Da redação
O Plenário do Supremo Tribunal Federal (STF) retoma nesta quinta-feira (30) o julgamento que discute a validade da lei que prorrogou a desoneração da folha de pagamento de empresas e municípios até 2027, a exigência de inscrição na Ordem dos Advogados do Brasil (OAB) para advogados públicos e a omissão do estado de Minas Gerais em regulamentar o subsídio único de delegados de polícia.
O caso envolve a disputa entre o Executivo federal e o Congresso Nacional sobre os limites da política de desoneração fiscal, tema que movimentou bilhões de reais em renúncias tributárias nos últimos anos e gerou um impasse institucional que só foi parcialmente resolvido por meio de negociações entre as duas esferas de poder.
Desoneração da folha em julgamento
O caso central da sessão é a Ação Direta de Inconstitucionalidade (ADI) 7633, de relatoria do ministro Cristiano Zanin. A ação questiona a constitucionalidade da Lei 14.784/2023, que prorrogou até 31 de dezembro de 2027 a desoneração da folha de pagamento de municípios e de 17 setores produtivos. O Executivo ingressou com o pedido argumentando que a proposta foi aprovada pelo Congresso sem a devida estimativa de impacto orçamentário e financeiro, em desacordo com os parâmetros de responsabilidade fiscal previstos na legislação.
O plenário já havia referendado a liminar do ministro Zanin, que suspendeu parcialmente a norma e estabeleceu prazo para que Congresso e Executivo negociassem uma saída. O resultado dessa negociação foi o regime de transição instituído pela Lei 14.973/2024, que criou um caminho gradual para o fim dos benefícios. Agora, o tribunal precisa definir em caráter definitivo se a lei original é ou não compatível com a Constituição.
O julgamento será retomado com o voto-vista do ministro Alexandre de Moraes, cujo posicionamento pode ser decisivo para a formação da maioria.
OAB e advogados públicos: inscrição obrigatória?
Também está prevista a continuidade do julgamento do Recurso Extraordinário (RE) 609517, com repercussão geral reconhecida sob o Tema 936. O caso, igualmente relatado pelo ministro Cristiano Zanin, discute se os advogados públicos — como procuradores federais, estaduais e municipais, além de advogados da União — precisam obrigatoriamente estar inscritos nos quadros da OAB para exercer suas funções.
O recurso foi interposto pela OAB Seccional de Rondônia e contesta decisão judicial que reconheceu a possibilidade de atuação de advogado da União em juízo sem inscrição na seccional local. A questão envolve a interpretação do Estatuto da Advocacia e da própria estrutura constitucional da advocacia pública, que possui regras e carreiras específicas distintas da advocacia privada.

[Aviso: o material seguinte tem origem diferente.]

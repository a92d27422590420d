//! virtio-mmio v2 transport: the guest-visible register file a virtio
//! device sits behind. Devices only implement `devices::virtio::VirtioDevice`;
//! this is where queue setup, feature negotiation and the status register
//! turn into calls on it, per the comment on that trait.

use vm_memory::{GuestAddress, GuestMemoryMmap};

use devices::bus::BusDevice;
use devices::virtio::VirtioDevice;

const MAGIC_VALUE: u32 = 0x7472_6976;
const VERSION: u32 = 2;
const VENDOR_ID: u32 = 0x0000_6f72; // "or" as in orchestrator

const STATUS_ACKNOWLEDGE: u32 = 1;
const STATUS_DRIVER_OK: u32 = 4;
const STATUS_FEATURES_OK: u32 = 8;
const STATUS_FAILED: u32 = 128;

/// The length of the register window before device-specific config space.
pub const MMIO_CONFIG_OFFSET: u64 = 0x100;
/// Per-device MMIO window size this transport reserves on the bus.
pub const MMIO_WINDOW_SIZE: u64 = 0x1000;

#[derive(Default)]
struct QueueStaging {
    desc_low: u32,
    desc_high: u32,
    driver_low: u32,
    driver_high: u32,
    device_low: u32,
    device_high: u32,
}

pub struct MmioTransport {
    device: Box<dyn VirtioDevice>,
    mem: Option<GuestMemoryMmap>,
    status: u32,
    queue_sel: u32,
    device_features_sel: u32,
    driver_features_sel: u32,
    staging: QueueStaging,
}

impl MmioTransport {
    pub fn new(device: Box<dyn VirtioDevice>) -> Self {
        MmioTransport {
            device,
            mem: None,
            status: 0,
            queue_sel: 0,
            device_features_sel: 0,
            driver_features_sel: 0,
            staging: QueueStaging::default(),
        }
    }

    /// The memory the device activates over once the driver sets
    /// `DRIVER_OK`. Set once, at boot, since this crate never hot-adds RAM.
    pub fn set_memory(&mut self, mem: GuestMemoryMmap) {
        self.mem = Some(mem);
    }

    pub fn device(&self) -> &dyn VirtioDevice {
        self.device.as_ref()
    }

    fn read_reg(&mut self, offset: u64, data: &mut [u8]) {
        let value = match offset {
            0x000 => MAGIC_VALUE,
            0x004 => VERSION,
            0x008 => self.device.device_type(),
            0x00c => VENDOR_ID,
            0x010 => {
                let shift = self.device_features_sel * 32;
                (self.device.avail_features() >> shift) as u32
            }
            0x034 => self.device.queues().get(self.queue_sel as usize).map_or(0, |q| q.max_size() as u32),
            0x044 => self.device.queues().get(self.queue_sel as usize).map_or(0, |q| q.ready as u32),
            0x060 => self.device.interrupt_status().load(std::sync::atomic::Ordering::SeqCst) as u32,
            0x070 => self.status,
            0x0fc => 0,
            _ => 0,
        };
        data[..data.len().min(4)].copy_from_slice(&value.to_le_bytes()[..data.len().min(4)]);
    }

    fn write_reg(&mut self, offset: u64, data: &[u8]) {
        let mut buf = [0u8; 4];
        buf[..data.len().min(4)].copy_from_slice(&data[..data.len().min(4)]);
        let value = u32::from_le_bytes(buf);

        match offset {
            0x014 => self.device_features_sel = value,
            0x020 => {
                let shift = self.driver_features_sel * 32;
                let mut acked = self.device.acked_features();
                acked = (acked & !(0xffff_ffffu64 << shift)) | ((value as u64) << shift);
                self.device.set_acked_features(acked);
            }
            0x024 => self.driver_features_sel = value,
            0x030 => self.queue_sel = value,
            0x038 => {
                if let Some(q) = self.device.queues_mut().get_mut(self.queue_sel as usize) {
                    q.size = value as u16;
                }
            }
            0x044 => {
                if let Some(q) = self.device.queues_mut().get_mut(self.queue_sel as usize) {
                    q.ready = value != 0;
                }
            }
            0x050 => self.device.queue_signals().notify(self.queue_sel as usize),
            0x064 => {
                self.device
                    .interrupt_status()
                    .fetch_and(!(value as usize), std::sync::atomic::Ordering::SeqCst);
            }
            0x070 => self.write_status(value),
            0x080 => self.staging.desc_low = value,
            0x084 => {
                self.staging.desc_high = value;
                self.set_queue_addr(|q| &mut q.desc_table, self.staging.desc_low, value);
            }
            0x090 => self.staging.driver_low = value,
            0x094 => {
                self.staging.driver_high = value;
                self.set_queue_addr(|q| &mut q.avail_ring, self.staging.driver_low, value);
            }
            0x0a0 => self.staging.device_low = value,
            0x0a4 => {
                self.staging.device_high = value;
                self.set_queue_addr(|q| &mut q.used_ring, self.staging.device_low, value);
            }
            _ => {}
        }
    }

    fn set_queue_addr(
        &mut self,
        field: impl Fn(&mut devices::virtio::Queue) -> &mut GuestAddress,
        low: u32,
        high: u32,
    ) {
        if let Some(q) = self.device.queues_mut().get_mut(self.queue_sel as usize) {
            *field(q) = GuestAddress(((high as u64) << 32) | low as u64);
        }
    }

    fn write_status(&mut self, value: u32) {
        if value == 0 {
            self.device.reset();
            self.status = 0;
            return;
        }

        let was_ready = self.status & STATUS_DRIVER_OK != 0;
        self.status = value;

        if value & STATUS_FAILED != 0 {
            self.device.reset();
            return;
        }

        if !was_ready && value & STATUS_DRIVER_OK != 0 && value & STATUS_FEATURES_OK != 0 {
            if let Some(mem) = self.mem.clone() {
                if let Err(e) = self.device.activate(mem) {
                    tracing::error!("virtio device activation failed: {:?}", e);
                    self.status |= STATUS_FAILED;
                }
            }
        }
    }
}

impl BusDevice for MmioTransport {
    fn read(&mut self, _vcpuid: u64, offset: u64, data: &mut [u8]) {
        if offset >= MMIO_CONFIG_OFFSET {
            self.device.read_config(offset - MMIO_CONFIG_OFFSET, data);
        } else {
            self.read_reg(offset, data);
        }
    }

    fn write(&mut self, _vcpuid: u64, offset: u64, data: &[u8]) {
        if offset >= MMIO_CONFIG_OFFSET {
            self.device.write_config(offset - MMIO_CONFIG_OFFSET, data);
        } else if offset == 0x000 && self.status == 0 {
            // ACKNOWLEDGE is implicit: the driver only gets here by having
            // already read the magic/version/device-id registers.
            self.status = STATUS_ACKNOWLEDGE;
            let _ = data;
        } else {
            self.write_reg(offset, data);
        }
    }
}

O julgamento havia sido suspenso após pedido de vista do ministro Dias Toffoli, que agora devolve o processo para deliberação. Por ter repercussão geral reconhecida, a tese fixada pelo STF valerá para todos os casos semelhantes em tramitação no país.
Minas Gerais e o subsídio dos delegados
O terceiro processo pautado para conclusão é a Ação Direta de Inconstitucionalidade por Omissão (ADO) 13, de relatoria do ministro Marco Aurélio, já aposentado. A ação foi proposta pela Associação dos Delegados de Polícia do Brasil (Adepol-Brasil) e aponta demora do governo de Minas Gerais em encaminhar proposta de lei para instituir um regime de remuneração exclusivamente por subsídio aos delegados de polícia do estado.
O tribunal já formou maioria pela procedência do pedido, reconhecendo que Minas Gerais incorreu em omissão inconstitucional ao não regulamentar a matéria dentro do prazo razoável exigido pela Constituição. A conclusão do julgamento deve estabelecer prazo e condições para que o estado regularize a situação.